俺はコーヒーとエレンのための紅茶を買い、席についた。
「さっきはすまなかった」
「いいです。私、今まで宮本さんにひどい事言ってきましたし、許してくれるとは思っていませんから」
「気にしてないよ。でもその言葉は修羅場みたいに聞こえるからやめてくれ」
「……修羅場なんだから仕方ないでしょ」
ちょっとは元気が戻ってきたかな、と感じた俺は、本題へ入ることにした。
「理瀬、学校に来てないのか」
「はい……理瀬のお母さんが亡くなってからずっとです。最初は、しばらく休むのは仕方ないかなと思ってたんですけど、ちょっと長すぎます。先生に聞いても、何も教えてくれません」
「そうか……」
古川は模範的な生き方の男だから、自分の娘を不登校にしたいとは思わないだろう。転校したという話もないので、理瀬自身が登校をやめている、としか思えない。理瀬を軟禁することはできても、無理やり何かをさせることはできないのだ。

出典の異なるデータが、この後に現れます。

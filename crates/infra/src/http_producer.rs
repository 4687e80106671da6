//! HTTP producer: delivers a message with a POST to the destination URL.
//!
//! The key travels in the `X-Message-Key` header and the value is the
//! request body, verbatim. Any 2xx response counts as delivered.

use std::time::Duration;

use async_trait::async_trait;
use tracing::{debug, info};

use redrive_core::{Destination, MessageProducer, ProduceError};

const REQUEST_TIMEOUT: Duration = Duration::from_secs(30);
const POOL_IDLE_TIMEOUT: Duration = Duration::from_secs(90);
const MAX_IDLE_PER_HOST: usize = 10;

/// Longest response-body prefix carried inside a delivery error.
const ERROR_BODY_LIMIT: usize = 256;

pub struct HttpProducer {
    client: reqwest::Client,
}

impl HttpProducer {
    pub fn new() -> Result<Self, ProduceError> {
        let client = reqwest::Client::builder()
            .timeout(REQUEST_TIMEOUT)
            .pool_idle_timeout(POOL_IDLE_TIMEOUT)
            .pool_max_idle_per_host(MAX_IDLE_PER_HOST)
            .user_agent(concat!("redrive/", env!("CARGO_PKG_VERSION")))
            .build()
            .map_err(|err| ProduceError::Transport(format!("creating http client: {err}")))?;

        info!(timeout_secs = REQUEST_TIMEOUT.as_secs(), "http producer initialized");

        Ok(Self { client })
    }
}

#[async_trait]
impl MessageProducer for HttpProducer {
    async fn produce(
        &self,
        destination: &Destination,
        key: &[u8],
        value: &[u8],
    ) -> Result<(), ProduceError> {
        let url = match destination {
            Destination::Http { url } if !url.is_empty() => url,
            _ => {
                return Err(ProduceError::InvalidDestination(
                    "destination URL is required for HTTP delivery".to_string(),
                ))
            }
        };

        let response = self
            .client
            .post(url)
            .header("Content-Type", "application/json")
            .header("X-Message-Key", String::from_utf8_lossy(key).into_owned())
            .body(value.to_vec())
            .send()
            .await
            .map_err(|err| {
                ProduceError::Transport(format!("executing http request to {url:?}: {err}"))
            })?;

        let status = response.status();
        if !status.is_success() {
            let body = response.text().await.unwrap_or_default();
            return Err(ProduceError::Status {
                status: status.as_u16(),
                body: body.chars().take(ERROR_BODY_LIMIT).collect(),
            });
        }

        debug!(
            url = %url,
            status_code = status.as_u16(),
            value_size = value.len(),
            "message produced via http"
        );

        Ok(())
    }

    async fn close(&self) -> Result<(), ProduceError> {
        // The connection pool drains when the client is dropped.
        Ok(())
    }
}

「もうすぐ期末試験なんですけど、理瀬、このまま休むんじゃないかって」
「休んだら……留年になるのか」
「うちの学校、単位制なので、今年単位を取らなくても来年一気に取ることはできます。でも普通は毎年、ちょっとずつ取るものです」
「実質留年、ということか」
「そんなところです」
理瀬の頭脳があれば、高校を出なくても大検などで受験資格を得ることは可能だと思う。しかし、やはり古川は理瀬を卒業させたいのではないか、と思う。それは理瀬の意図と関係なく、古川自身の世間体を考えてのことだ。子供が不登校、というのはいい話ではない。

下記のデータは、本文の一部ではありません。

//! Request/response DTOs for the ingress API.

use std::collections::BTreeMap;

use serde::{Deserialize, Serialize};

use redrive_core::destination::DestinationRecord;
use redrive_core::{Destination, Task};

/// `POST /tasks` request body. Missing fields decode to their zero
/// values and are rejected by validation rather than by the decoder.
#[derive(Debug, Default, Deserialize)]
pub struct CreateTaskRequest {
    #[serde(default)]
    pub id: String,
    #[serde(default)]
    pub source: String,
    #[serde(default)]
    pub destination: DestinationRecord,
    #[serde(default)]
    pub dead_destination: DestinationRecord,
    #[serde(default)]
    pub max_retries: i64,
    #[serde(default)]
    pub base_delay: i64,
    #[serde(default)]
    pub client_id: String,
    #[serde(default)]
    pub is_priority: bool,
    #[serde(default)]
    pub message_data: String,
    #[serde(default)]
    pub destination_type: String,
}

impl CreateTaskRequest {
    /// Convert to a domain task. Fails on an unusable destination type or
    /// numeric fields outside their representable range; everything else
    /// is left to service validation.
    pub fn into_task(self) -> Result<Task, String> {
        let destination_type = self.destination_type.parse()?;

        let max_retries = u32::try_from(self.max_retries)
            .map_err(|_| "max_retries must be between 0 and 100".to_string())?;
        let base_delay = u64::try_from(self.base_delay)
            .map_err(|_| "base_delay must be between 1 and 3600".to_string())?;

        Ok(Task {
            id: self.id,
            attempt: 0,
            source: self.source,
            destination: Destination::from(self.destination),
            dead_destination: Destination::from(self.dead_destination),
            max_retries,
            base_delay,
            client_id: self.client_id,
            is_priority: self.is_priority,
            message_data: self.message_data,
            destination_type,
        })
    }
}

/// Returned on successful task creation.
#[derive(Debug, Serialize)]
pub struct CreateTaskResponse {
    pub message: String,
}

/// The standard error payload.
#[derive(Debug, Serialize)]
pub struct ErrorResponse {
    pub error: String,
    pub code: &'static str,
}

/// Returned by the health check endpoint.
#[derive(Debug, Serialize)]
pub struct HealthResponse {
    pub status: &'static str,
    pub checks: BTreeMap<String, String>,
}

#[cfg(test)]
mod tests {
    use redrive_core::DestinationKind;

    use super::*;

    fn request() -> CreateTaskRequest {
        CreateTaskRequest {
            id: "task-1".to_string(),
            source: "test-app".to_string(),
            destination: DestinationRecord {
                host: "localhost".to_string(),
                port: "9092".to_string(),
                topic: "my-topic".to_string(),
                url: String::new(),
            },
            dead_destination: DestinationRecord::default(),
            max_retries: 3,
            base_delay: 2,
            client_id: "client-1".to_string(),
            is_priority: false,
            message_data: "hi".to_string(),
            destination_type: "kafka".to_string(),
        }
    }

    #[test]
    fn maps_fields_onto_the_domain_task() {
        let task = request().into_task().unwrap();

        assert_eq!(task.id, "task-1");
        assert_eq!(task.attempt, 0);
        assert_eq!(task.destination_type, DestinationKind::Kafka);
        assert_eq!(
            task.destination,
            Destination::kafka("localhost", "9092", "my-topic")
        );
        assert!(task.dead_destination.is_unset());
        assert_eq!(task.max_retries, 3);
        assert_eq!(task.base_delay, 2);
    }

    #[test]
    fn rejects_missing_destination_type() {
        let req = CreateTaskRequest {
            destination_type: String::new(),
            ..request()
        };
        assert_eq!(req.into_task().unwrap_err(), "destination type is required");
    }

    #[test]
    fn rejects_unknown_destination_type() {
        let req = CreateTaskRequest {
            destination_type: "sqs".to_string(),
            ..request()
        };
        assert!(req
            .into_task()
            .unwrap_err()
            .contains("unsupported destination type"));
    }

    #[test]
    fn rejects_negative_numeric_fields() {
        let req = CreateTaskRequest {
            max_retries: -1,
            ..request()
        };
        assert_eq!(
            req.into_task().unwrap_err(),
            "max_retries must be between 0 and 100"
        );

        let req = CreateTaskRequest {
            base_delay: -1,
            ..request()
        };
        assert_eq!(
            req.into_task().unwrap_err(),
            "base_delay must be between 1 and 3600"
        );
    }
}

もしかしたら古川との交渉材料になるかもしれない、と俺は思った。保護者である古川には、理瀬が学校に行っていないことは確実に伝わっているはず。その状況を俺が前進させられるのなら、理瀬と直接会うことができるかもしれない。
「宮本さん、理瀬とは何か話してるんですか」
「いや。連絡が取れない」
あまり積極的にアプローチしていないからなのだが、今の理瀬が俺に心を開いているとも思えないので「連絡が取れない」が正解だった。
「そうですか……私も無視されてます。いつもの事ですけど」
「他の友達とは?」
「お母さんが亡くなったことは伝えてたみたいですけど、それ以降は特に連絡とってないみたいです」
「そうか……」
「理瀬、人と話している時はいいけど、一人になると意外に脆いから、心配なんです」
俺は、エレンの言葉にはっとした。
それは、俺も知っていたことだ。出会った頃から、理瀬は一人での生活にストレスを感じていた。ああ見えて理瀬は、相談相手がいないと上手く生きられないタイプの人間なのだ。伏見がそばにいるとはいえ、完全にフォローできているとは思えない。

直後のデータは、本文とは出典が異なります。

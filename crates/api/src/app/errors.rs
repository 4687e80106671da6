use axum::http::StatusCode;
use axum::response::{IntoResponse, Response};
use axum::Json;

use super::dto::ErrorResponse;

/// Build a JSON error response with the standard payload shape.
pub fn json_error(status: StatusCode, code: &'static str, error: impl Into<String>) -> Response {
    (
        status,
        Json(ErrorResponse {
            error: error.into(),
            code,
        }),
    )
        .into_response()
}
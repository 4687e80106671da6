//! In-memory scheduler store for tests and local development.
//!
//! Mirrors the Redis store's contract: entries are `(score, raw member)`
//! pairs, duplicate pairs collapse into one, claiming removes the entry
//! under the lock, and malformed members are dropped with a warning.

use std::sync::Mutex;
use std::time::Duration;

use async_trait::async_trait;
use chrono::Utc;
use tracing::warn;

use redrive_core::{SchedulerError, Task, TaskScheduler};

#[derive(Default)]
pub struct InMemoryScheduler {
    entries: Mutex<Vec<(i64, String)>>,
}

impl InMemoryScheduler {
    pub fn new() -> Self {
        Self::default()
    }

    /// Insert a raw member at the given due time, bypassing serialization.
    /// Members are unique; re-inserting one updates its score.
    pub fn insert_raw(&self, score: i64, raw: impl Into<String>) {
        let raw = raw.into();
        let mut entries = self.entries.lock().unwrap();
        if let Some(entry) = entries.iter_mut().find(|(_, member)| *member == raw) {
            entry.0 = score;
        } else {
            entries.push((score, raw));
        }
    }

    pub fn len(&self) -> usize {
        self.entries.lock().unwrap().len()
    }

    pub fn is_empty(&self) -> bool {
        self.len() == 0
    }
}

#[async_trait]
impl TaskScheduler for InMemoryScheduler {
    async fn schedule(&self, task: &Task, delay: Duration) -> Result<(), SchedulerError> {
        let data = serde_json::to_string(task)?;
        let score = Utc::now().timestamp() + delay.as_secs() as i64;
        self.insert_raw(score, data);
        Ok(())
    }

    async fn fetch_due(&self, limit: usize) -> Result<Vec<Task>, SchedulerError> {
        let now = Utc::now().timestamp();

        let claimed: Vec<String> = {
            let mut entries = self.entries.lock().unwrap();
            entries.sort_by_key(|(score, _)| *score);

            let mut due = Vec::new();
            while due.len() < limit && entries.first().is_some_and(|(score, _)| *score <= now) {
                due.push(entries.remove(0).1);
            }
            due
        };

        let mut tasks = Vec::with_capacity(claimed.len());
        for member in claimed {
            match serde_json::from_str::<Task>(&member) {
                Ok(task) => tasks.push(task),
                Err(err) => warn!(error = %err, raw = %member, "invalid task data in store"),
            }
        }

        Ok(tasks)
    }

    async fn remove(&self, raw_member: &str) -> Result<(), SchedulerError> {
        self.entries
            .lock()
            .unwrap()
            .retain(|(_, member)| member != raw_member);
        Ok(())
    }
}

「そうだよな……そうだったよな。確かに、友達と何も話さないのはまずいかもしれない」
「そうなんです。私はこのとおりですし、理瀬がどこに住んでいるかもわからないから、手の打ちようがありません。おじさん、理瀬のこと好きなんでしょ」
「ああ……」
思わず、あっさり答えてしまった。
俺の理瀬への気持ちは、隠していたつもりなのだが……エレンは察していたらしい。
「今は、おじさんしか理瀬のことを助けられる人はいません。理瀬も、おじさんのことが好きだと思うから……それがいい事だとは思いませんけど、認めるしかありません」
「わかった。俺がなんとかする。もし必要な時は、お前に助けを求めてもいいか」
「もちろん、私にできることなら何でもしますよ」
「ありがとう。今日はもう遅いから、帰りな。マジで俺が通報されてしまう」
「おじさん」
「何だ?」
「おじさんが理瀬と一緒にいないと、私、通報もできないんですよね」
いつものように笑うエレンを見て、俺は安心した。
「いや通報はするな」
俺も笑って、エレンを豊洲駅まで送った。